A Thousand Cuts documents an online news site, Rappler, which has been the focus of Duterte’s wrath and attention. The film tracks the founder of the news bureau, Maria Ressa, and the writers who bravely document the present condition. Along the way, it looks into other characters closely linked to the administration and warns us how a press must remain free for it to play a crucial role in any history.

What happened to Marawi is the question asked in this documentary detailing A House in Pieces. As its former inhabitants return to the city, the view of a land—its houses and its people—in shamble becomes devastating not only for those who once lived there and had dreams like anyone of us, but also for us witnessing the ineptitude of a central government.

Despairingly intrusive and yet intimate, the portrait of the filmmaker’s father whose mind and life are fast vanishing can be shattering. Somewhere in the film called Elehiya ng Paglimot (Elegy to Forgetting), we ask the question: How much can I show and to what degree can I breach the familial and personal if only to drive home the point that memories make up the essence of both our past and, therefore, our future?

A structure meant to house ceremonials that affirm a community’s physical continuity and symbolic sustainability owes its title to the name of that space. Buklog chronicles a long ritual by the Subanen, an ethnolinguistic community in the Zamboanga Peninsula, showing a people who believe the world around them has spirits that guard and guide, and that it is the duty of leaders (healers) to maintain that belief and process the action towards them.

The final nominee for Best Documentary is called Masterpiece. In this film, a priest enlists the services of young artists whose subject matter has always been secular to paint the ceiling of an old church. With their styles different from the classical form the figures on the ceiling have always assumed, these young men and one young woman fulfill a dream that only Renaissance artists of Europe had perhaps experienced.

The themes and concerns in the short film categories are, as always, fresh and wide in range. One film deals with a father who concocts a fairy tale of flying into outer space to convince her young daughter why he may not see her anymore (My Father is an Astro-Not). In another, an older man imposes a narrative of horror to a son who cannot understand how an openly homophobic father can distort fatherhood and desire (Ang Bahagharing Uhaw sa Ulan). Then there is a young mother whose art helps her face a loss as she constructs a boat that will carry her child to her final destination (Ola). In another home, a mother cannot accept how her only daughter dresses up and, over a radio play, they enact their own drama (Noontime Drama).
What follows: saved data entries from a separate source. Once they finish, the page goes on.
//! # License Module
//!
//! This module loads the canonical license text and derives the exact block
//! comment that a conforming file must start with.
//!
//! The loaded value is constructed once at startup and passed to the
//! [`reconciler`](crate::reconciler) and [`Processor`](crate::processor::Processor)
//! explicitly.
//!
//! ## Example
//!
//! ```rust
//! use licensefix::license::CanonicalLicense;
//!
//! let license = CanonicalLicense::from_text("\nCopyright X\n\nAll rights reserved.  \n");
//! assert_eq!(license.text(), "Copyright X\n\nAll rights reserved.");
//! assert_eq!(
//!   license.commented_block(),
//!   "/**\n * Copyright X\n *\n * All rights reserved.\n */\n"
//! );
//! ```

use std::fs;
use std::path::Path;

use anyhow::{Context, Result};
use tracing::warn;

use crate::reconciler::{self, HeaderStatus};
use crate::verbose_log;

/// Marker that opens a license block comment.
pub const OPEN_MARKER: &str = "/**";

/// Prefix placed before every line of the license inside the block.
pub const LINE_MARKER: &str = " * ";

/// Marker that closes a license block comment.
pub const CLOSE_MARKER: &str = "*/";

/// The canonical license: the plain text and its commented rendering.
///
/// Both fields are fixed at construction; there is no way to mutate them
/// afterwards.
#[derive(Debug, Clone, PartialEq, Eq)]
pub struct CanonicalLicense {
  text: String,
  commented_block: String,
}

impl CanonicalLicense {
  /// Loads the canonical license from a plain-text file.
  ///
  /// # Errors
  ///
  /// Returns an error if the file does not exist, cannot be read, or is not
  /// valid UTF-8. Callers treat this as fatal for the whole run.
  pub fn load(path: &Path) -> Result<Self> {
    verbose_log!("Loading license from: {}", path.display());

    let raw = fs::read_to_string(path).with_context(|| format!("Failed to read license file: {}", path.display()))?;

    let license = Self::from_text(&raw);
    if !license.is_self_consistent() {
      warn!(
        "License text in {} cannot round-trip through its own comment block; files will be rewritten on every run",
        path.display()
      );
    }

    Ok(license)
  }

  /// Builds the canonical license from in-memory text.
  ///
  /// Leading and trailing whitespace is stripped; interior line breaks are
  /// kept exactly.
  pub fn from_text(raw: &str) -> Self {
    let text = raw.trim().to_string();
    let commented_block = render_commented_block(&text);
    Self { text, commented_block }
  }

  /// The license text with surrounding whitespace removed.
  pub fn text(&self) -> &str {
    &self.text
  }

  /// The `/** ... */` block, terminated by a single newline.
  pub fn commented_block(&self) -> &str {
    &self.commented_block
  }

  /// Whether a file that starts with [`commented_block`](Self::commented_block)
  /// is recognized as correct.
  ///
  /// This fails for licenses containing `*/`, or whose lines begin with `*` or
  /// spaces, because normalization of the extracted header strips those.
  pub fn is_self_consistent(&self) -> bool {
    reconciler::reconcile(&self.commented_block, self).status() == HeaderStatus::Correct
  }
}

/// Wraps `text` in the block comment, one ` * ` prefixed line per text line.
fn render_commented_block(text: &str) -> String {
  let mut block = String::with_capacity(text.len() + OPEN_MARKER.len() * 4);
  block.push_str(OPEN_MARKER);
  block.push('\n');

  for line in text.split('\n') {
    let commented = format!("{LINE_MARKER}{line}");
    block.push_str(commented.trim_end());
    block.push('\n');
  }

  block.push(' ');
  block.push_str(CLOSE_MARKER);
  block.push('\n');
  block
}

#[cfg(test)]
mod tests {
  use tempfile::tempdir;

  use super::*;

  #[test]
  fn test_from_text_strips_outer_whitespace() {
    let license = CanonicalLicense::from_text("\n\n  Copyright X\n\t\n");
    assert_eq!(license.text(), "Copyright X");
  }

  #[test]
  fn test_commented_block_single_line() {
    let license = CanonicalLicense::from_text("Copyright X");
    assert_eq!(license.commented_block(), "/**\n * Copyright X\n */\n");
  }

  #[test]
  fn test_commented_block_blank_lines_have_no_trailing_space() {
    let license = CanonicalLicense::from_text("Line one\n\nLine three");
    assert_eq!(license.commented_block(), "/**\n * Line one\n *\n * Line three\n */\n");
  }

  #[test]
  fn test_commented_block_strips_trailing_whitespace_per_line() {
    let license = CanonicalLicense::from_text("Line one   \nLine two\t");
    assert_eq!(license.commented_block(), "/**\n * Line one\n * Line two\n */\n");
    // The plain text keeps interior trailing whitespace untouched
    assert_eq!(license.text(), "Line one   \nLine two");
  }

  #[test]
  fn test_commented_block_keeps_indentation_inside_lines() {
    let license = CanonicalLicense::from_text("Header\n  - indented item");
    assert_eq!(license.commented_block(), "/**\n * Header\n *   - indented item\n */\n");
  }

  #[test]
  fn test_derivation_is_deterministic() {
    let a = CanonicalLicense::from_text("Copyright X\nLicensed under Y");
    let b = CanonicalLicense::from_text("Copyright X\nLicensed under Y");
    assert_eq!(a, b);
  }

  #[test]
  fn test_self_consistency() {
    assert!(CanonicalLicense::from_text("Copyright X\n\nAll rights reserved.").is_self_consistent());
    // Leading indentation is lost by normalization
    assert!(!CanonicalLicense::from_text("Header\n  indented").is_self_consistent());
    // An embedded close marker truncates the recognized header
    assert!(!CanonicalLicense::from_text("See */ here").is_self_consistent());
  }

  #[test]
  fn test_load_from_file() -> Result<()> {
    let temp_dir = tempdir()?;
    let path = temp_dir.path().join("license.txt");
    fs::write(&path, "Copyright 2016 Example Corp\n\nLicensed under the Apache License.\n")?;

    let license = CanonicalLicense::load(&path)?;
    assert_eq!(
      license.text(),
      "Copyright 2016 Example Corp\n\nLicensed under the Apache License."
    );
    Ok(())
  }

  #[test]
  fn test_load_missing_file_is_an_error() {
    let result = CanonicalLicense::load(Path::new("/nonexistent/license.txt"));
    let err = result.expect_err("missing license must fail");
    assert!(err.to_string().contains("Failed to read license file"));
  }
}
An elderly transgender is about to experience a new status with the law that gives citizens reaching the age of 100 financial benefits (Isang Daa’t Isang Mariposa). The artifice of cinema as a queerspace is supplanted by smartphones linking desires, intimacies and sexual freedom (Next Picture). An old Igorot woman walks to the town, enduring her disability because the sound of an explosion may have hurt again one of her loved ones (Dad-aan na). The folk theater conjured around the death of God is transformed into a carnivalesque landscape of contradictions, caricatures and commentaries (Pabasa kan Pasyon).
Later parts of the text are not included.